“你弟弟还等着你,活着回去。”
林晚的声音很轻,风一吹,好像就散了。
但阿翠听见了。
她整个人还在抖,蓝布褂子上的泥水滴在地板上,一滩一滩的。她的手死死抓着林晚的袖口,指甲都快掐进去了,嘴唇抖了好几下,一句话也说不出来。
林晚没催她。
她伸出手,把阿翠散开的辫子重新拢好,用那根黑头绳给她扎紧。
“去棺材铺后院,翻矮墙往南走。出了辣斐德路,一直走,走到环龙路尽头第三条弄堂。门口有棵歪脖子槐树,二楼朝东的窗户上贴了一张黄色的年画。”

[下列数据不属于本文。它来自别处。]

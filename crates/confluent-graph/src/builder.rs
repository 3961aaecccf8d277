use std::collections::HashSet;
use std::fmt;

use confluent_spec::{Origin, Property, Source, SourceId, SourceLoader};

use crate::error::BuildError;
use crate::graph::PropertyGraph;

/// Maximum nesting of include directives below a root source.
pub const MAX_INCLUDE_DEPTH: usize = 32;

/// Merge `sources` and everything they include into one property graph.
///
/// Root sources are processed in order. Includes are merged depth-first in
/// declaration order, before the properties of the including source. The
/// loader is the only way the builder reaches other sources.
pub fn build(sources: &[Source], loader: &dyn SourceLoader) -> Result<PropertyGraph, BuildError> {
    let mut builder = GraphBuilder {
        loader,
        graph: PropertyGraph::new(),
        stack: Vec::new(),
        merged: HashSet::new(),
    };

    for source in sources {
        builder.merge(source, Inherited::default())?;
    }

    tracing::info!(
        sources = builder.merged.len(),
        properties = builder.graph.len(),
        "property graph built"
    );
    Ok(builder.graph)
}

/// Include flags that apply to everything below an include directive.
#[derive(Debug, Clone, Copy, Default)]
struct Inherited {
    overrides: bool,
    hidden: bool,
}

/// Relation from an including source to an included one.
struct IncludeEdge<'a> {
    from: &'a SourceId,
    to: &'a SourceId,
}

impl fmt::Display for IncludeEdge<'_> {
    fn fmt(&self, f: &mut fmt::Formatter<'_>) -> fmt::Result {
        write!(f, "{} -> {}", self.from, self.to)
    }
}

struct GraphBuilder<'l> {
    loader: &'l dyn SourceLoader,
    graph: PropertyGraph,
    /// Sources currently being merged, outermost first
    stack: Vec<SourceId>,
    /// Sources that have been fully merged
    merged: HashSet<SourceId>,
}

impl GraphBuilder<'_> {
    fn merge(&mut self, source: &Source, inherited: Inherited) -> Result<(), BuildError> {
        if let Some(pos) = self.stack.iter().position(|id| *id == source.id) {
            let mut path: Vec<String> = self.stack[pos..].iter().map(|id| id.to_string()).collect();
            path.push(source.id.to_string());
            return Err(BuildError::IncludeCycle { path });
        }
        if self.merged.contains(&source.id) {
            tracing::debug!(source = %source.id, "source already merged, skipping");
            return Ok(());
        }

        self.stack.push(source.id.clone());

        for include in source.document.includes.iter().filter(|i| !i.ignore) {
            // The root is at depth zero, so the stack length is the depth of
            // the source being included.
            if self.stack.len() > MAX_INCLUDE_DEPTH {
                return Err(BuildError::IncludeTooDeep {
                    reference: include.path.clone(),
                    limit: MAX_INCLUDE_DEPTH,
                });
            }

            let text = self
                .loader
                .load(&include.path, Some(&source.id))
                .map_err(|error| BuildError::UnresolvedInclude {
                    reference: include.path.clone(),
                    included_from: source.id.to_string(),
                    error,
                })?;
            let source_id = text.id.to_string();
            let included =
                Source::parse(text).map_err(|error| BuildError::InvalidSource { source_id, error })?;

            let edge = IncludeEdge {
                from: &source.id,
                to: &included.id,
            };
            tracing::debug!(
                edge = %edge,
                overrides = include.overrides,
                hidden = include.hidden,
                "include"
            );

            self.merge(
                &included,
                Inherited {
                    overrides: inherited.overrides || include.overrides,
                    hidden: inherited.hidden || include.hidden,
                },
            )?;
        }

        for (index, spec) in source.document.properties.iter().enumerate() {
            if spec.ignore {
                tracing::debug!(name = %spec.name, source = %source.id, "property ignored");
                continue;
            }

            let origin = Origin {
                source: source.id.clone(),
                index,
            };
            let mut property =
                Property::from_spec(spec, origin).map_err(|error| BuildError::InvalidSource {
                    source_id: source.id.to_string(),
                    error,
                })?;
            property.hidden |= inherited.hidden;

            self.graph
                .insert(property, spec.overrides || inherited.overrides)?;
        }

        self.stack.pop();
        self.merged.insert(source.id.clone());
        Ok(())
    }
}

#[cfg(test)]
mod tests {
    use super::*;
    use confluent_spec::{MemorySourceLoader, Value, ValueExpr};
    use pretty_assertions::assert_eq;

    fn names(graph: &PropertyGraph) -> Vec<&str> {
        graph.iter().map(|p| p.name.as_str()).collect()
    }

    #[test]
    fn test_included_properties_come_first() {
        let loader = MemorySourceLoader::new()
            .with_source(
                "root.yaml",
                "includes:\n  - path: inc.yaml\nproperties:\n  - { type: int, name: own, value: 1 }\n",
            )
            .with_source(
                "inc.yaml",
                "properties:\n  - { type: int, name: included, value: 2 }\n",
            );
        let root = loader.read_root("root.yaml").unwrap();

        let graph = build(&[root], &loader).unwrap();
        assert_eq!(names(&graph), vec!["included", "own"]);
        assert_eq!(graph.get("included").unwrap().origin.source.as_str(), "inc.yaml");
    }

    #[test]
    fn test_ignored_entries_are_skipped() {
        let loader = MemorySourceLoader::new().with_source(
            "root.yaml",
            "includes:\n  - { path: nowhere.yaml, ignore: true }\nproperties:\n  - { type: int, name: a, value: 1, ignore: true }\n  - { type: int, name: b, value: 2 }\n",
        );
        let root = loader.read_root("root.yaml").unwrap();

        let graph = build(&[root], &loader).unwrap();
        assert_eq!(names(&graph), vec!["b"]);
    }

    #[test]
    fn test_include_flags_propagate() {
        let loader = MemorySourceLoader::new()
            .with_source(
                "root.yaml",
                "properties:\n  - { type: int, name: a, value: 1 }\nincludes:\n  - { path: inc.yaml, override: true, hidden: true }\n",
            )
            .with_source("inc.yaml", "includes:\n  - path: deep.yaml\n")
            .with_source("deep.yaml", "properties:\n  - { type: int, name: a, value: 9 }\n");
        let root = loader.read_root("root.yaml").unwrap();

        // The include is merged before `a` is declared in the root, so the
        // root's own `a` is the duplicate and is not marked override.
        let err = build(&[root], &loader).unwrap_err();
        assert!(matches!(err, BuildError::DuplicateProperty { .. }));

        let loader = loader.with_source(
            "root.yaml",
            "includes:\n  - { path: inc.yaml, hidden: true }\nproperties:\n  - { type: int, name: a, value: 1, override: true }\n",
        );
        let root = loader.read_root("root.yaml").unwrap();
        let graph = build(&[root], &loader).unwrap();
        let a = graph.get("a").unwrap();
        assert_eq!(a.value, ValueExpr::Literal(Value::Integer(1)));
        assert!(!a.hidden);
    }

    #[test]
    fn test_hidden_include() {
        let loader = MemorySourceLoader::new()
            .with_source("root.yaml", "includes:\n  - { path: inc.yaml, hidden: true }\n")
            .with_source("inc.yaml", "properties:\n  - { type: int, name: a, value: 1 }\n");
        let root = loader.read_root("root.yaml").unwrap();
        let graph = build(&[root], &loader).unwrap();
        assert!(graph.get("a").unwrap().hidden);
    }

    #[test]
    fn test_include_cycle() {
        let loader = MemorySourceLoader::new()
            .with_source("a.yaml", "includes:\n  - path: b.yaml\n")
            .with_source("b.yaml", "includes:\n  - path: a.yaml\n");
        let root = loader.read_root("a.yaml").unwrap();

        let err = build(&[root], &loader).unwrap_err();
        match err {
            BuildError::IncludeCycle { path } => {
                assert_eq!(path, vec!["a.yaml", "b.yaml", "a.yaml"])
            }
            other => panic!("expected include cycle, got {other:?}"),
        }
    }

    #[test]
    fn test_diamond_include_merged_once() {
        let loader = MemorySourceLoader::new()
            .with_source(
                "root.yaml",
                "includes:\n  - path: left.yaml\n  - path: right.yaml\n",
            )
            .with_source("left.yaml", "includes:\n  - path: shared.yaml\n")
            .with_source("right.yaml", "includes:\n  - path: shared.yaml\n")
            .with_source("shared.yaml", "properties:\n  - { type: int, name: shared, value: 1 }\n");
        let root = loader.read_root("root.yaml").unwrap();

        let graph = build(&[root], &loader).unwrap();
        assert_eq!(names(&graph), vec!["shared"]);
    }

    #[test]
    fn test_include_depth_is_bounded() {
        let mut loader = MemorySourceLoader::new();
        for i in 0..=MAX_INCLUDE_DEPTH + 1 {
            loader.insert(format!("s{i}.yaml"), format!("includes:\n  - path: s{}.yaml\n", i + 1));
        }
        loader.insert(format!("s{}.yaml", MAX_INCLUDE_DEPTH + 2), "properties: []\n");
        let root = loader.read_root("s0.yaml").unwrap();

        let err = build(&[root], &loader).unwrap_err();
        assert!(matches!(err, BuildError::IncludeTooDeep { limit: MAX_INCLUDE_DEPTH, .. }));
    }

    #[test]
    fn test_missing_include() {
        let loader = MemorySourceLoader::new()
            .with_source("root.yaml", "includes:\n  - path: missing.yaml\n");
        let root = loader.read_root("root.yaml").unwrap();

        let err = build(&[root], &loader).unwrap_err();
        assert!(matches!(
            err,
            BuildError::UnresolvedInclude { ref reference, .. } if reference == "missing.yaml"
        ));
    }

    #[test]
    fn test_invalid_name_reports_source() {
        let loader = MemorySourceLoader::new()
            .with_source("root.yaml", "properties:\n  - { type: int, name: 1st, value: 1 }\n");
        let root = loader.read_root("root.yaml").unwrap();

        let err = build(&[root], &loader).unwrap_err();
        assert_eq!(err.to_string(), "'1st' is not a valid property name (in root.yaml)");
    }
}
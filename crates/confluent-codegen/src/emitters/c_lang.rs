use confluent_spec::naming;
use confluent_spec::types::literal::format_float;
use confluent_spec::{Language, LiteralKind, NamingConvention, Value};

use crate::context::{EmitContext, Field, Module};
use crate::emitters::int32;
use crate::error::CodegenError;
use crate::render;
use crate::traits::LanguageEmitter;

const KEYWORDS: &[&str] = &[
    "_Alignas", "_Alignof", "_Atomic", "_Bool", "_Complex", "_Generic", "_Imaginary",
    "_Noreturn", "_Static_assert", "_Thread_local", "auto", "bool", "break", "case", "char",
    "const", "continue", "default", "do", "double", "else", "enum", "extern", "false", "float",
    "for", "goto", "if", "inline", "int", "long", "register", "restrict", "return", "short",
    "signed", "sizeof", "static", "struct", "switch", "true", "typedef", "union", "unsigned",
    "void", "volatile", "while",
];

/// C language emitter: a header with one `static const` anonymous struct.
pub struct CEmitter;

impl LanguageEmitter for CEmitter {
    fn language(&self) -> Language {
        Language::C
    }

    fn file_extension(&self) -> &'static str {
        "h"
    }

    fn default_file_naming(&self) -> NamingConvention {
        NamingConvention::Snake
    }

    fn reserved_words(&self) -> &'static [&'static str] {
        KEYWORDS
    }

    fn emit_module(&self, module: &Module<'_>, ctx: &mut EmitContext) -> Result<(), CodegenError> {
        let guard = format!(
            "{}_H",
            naming::convert(&module.file_stem, NamingConvention::ScreamingSnake)
        );

        ctx.line(format!("#ifndef {guard}"));
        ctx.line(format!("#define {guard}"));
        ctx.blank();
        ctx.line(format!("/* {} */", render::block_comment(&module.header)));

        // An empty struct is not valid C.
        if !module.fields.is_empty() {
            let values = module
                .fields
                .iter()
                .map(literal)
                .collect::<Result<Vec<_>, _>>()?;

            ctx.line("static const struct {");
            ctx.push_indent();
            for field in &module.fields {
                let comment = match &field.property.comment {
                    Some(text) => format!(" /* {} */", render::block_comment(text)),
                    None => String::new(),
                };
                ctx.line(format!(
                    "{} {};{comment}",
                    c_type(field.property.kind),
                    field.name
                ));
            }
            ctx.pop_indent();
            ctx.line(format!("}} {} = {{", module.type_name));
            ctx.push_indent();
            for value in values {
                ctx.line(format!("{value},"));
            }
            ctx.pop_indent();
            ctx.line("};");
        }

        ctx.blank();
        ctx.line(format!("#endif /* {guard} */"));
        Ok(())
    }
}

fn c_type(kind: LiteralKind) -> &'static str {
    match kind {
        LiteralKind::Boolean => "unsigned char",
        LiteralKind::Integer => "int",
        LiteralKind::Float => "float",
        LiteralKind::Double => "double",
        LiteralKind::String | LiteralKind::Regex => "char*",
    }
}

fn literal(field: &Field<'_>) -> Result<String, CodegenError> {
    Ok(match &field.property.value {
        Value::Boolean(b) => u8::from(*b).to_string(),
        Value::Integer(i) => int32(Language::C, field, *i)?.to_string(),
        Value::Float(f) => format!("{}f", format_float(*f)),
        Value::String(text) => render::double_quoted(text),
        value => value.canonical_text(),
    })
}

林晚一边说,一边用自己的袖口,蹭掉阿翠布鞋上的一块泥。湿鞋印太明显了。
“上去敲门,敲三下,停一下,再敲两下。开门的是个姓孙的裁缝,四十多岁,右耳朵比左耳朵大。你就说——”
“说什么?”阿翠的声音带着哭腔,断断续续的。
“林先生让我送布料来的。”
阿翠用力的点头,额前的碎发都晃到了眼睛上。
“记住了?”
“记住了。”
“再说一遍。”
阿翠咬着嘴唇,把路线一字不差的又说了一遍。中间卡了两下,但没说错。
林晚点了下头。
“到了那就哪也别去。白天别出门,晚上也别开灯。我会让陈默那边发信号。”
“那你呢?”
“我没事。”
阿翠的眼泪终于掉了下来。不是哭,就是眼眶里存不住了,水珠子顺着脸往下滚。
她猛的扑过来抱住了林晚。
两条胳膊箍的很紧,身上全是肥皂水和泥的味道。她的脸埋在林晚的肩膀里,眼泪鼻涕全蹭在了林晚的领子上。
林晚的身体僵了一下。
她的右手还搭在掌心枪上,手指冰凉。但她没有推开阿翠,反而抬起左手,在她的后背上轻轻拍了拍。
一下。
两下。
“走吧。”
阿翠松开手,用袖子胡乱的抹了把脸,转身走到窗边。林晚帮她把窗户推开,探头朝外面看了看。
弄堂里很黑,王阿婆家没亮灯。对面棺材铺的屋檐下蹲着一只猫,眼睛在黑夜里发着绿光。
没有脚步声,也没有烟味。
“走。”
阿翠翻出窗台,脚踩着外墙的砖缝,身子一矮就滑了下去。她动作不快,落地时踉跄了一下,还好没摔倒。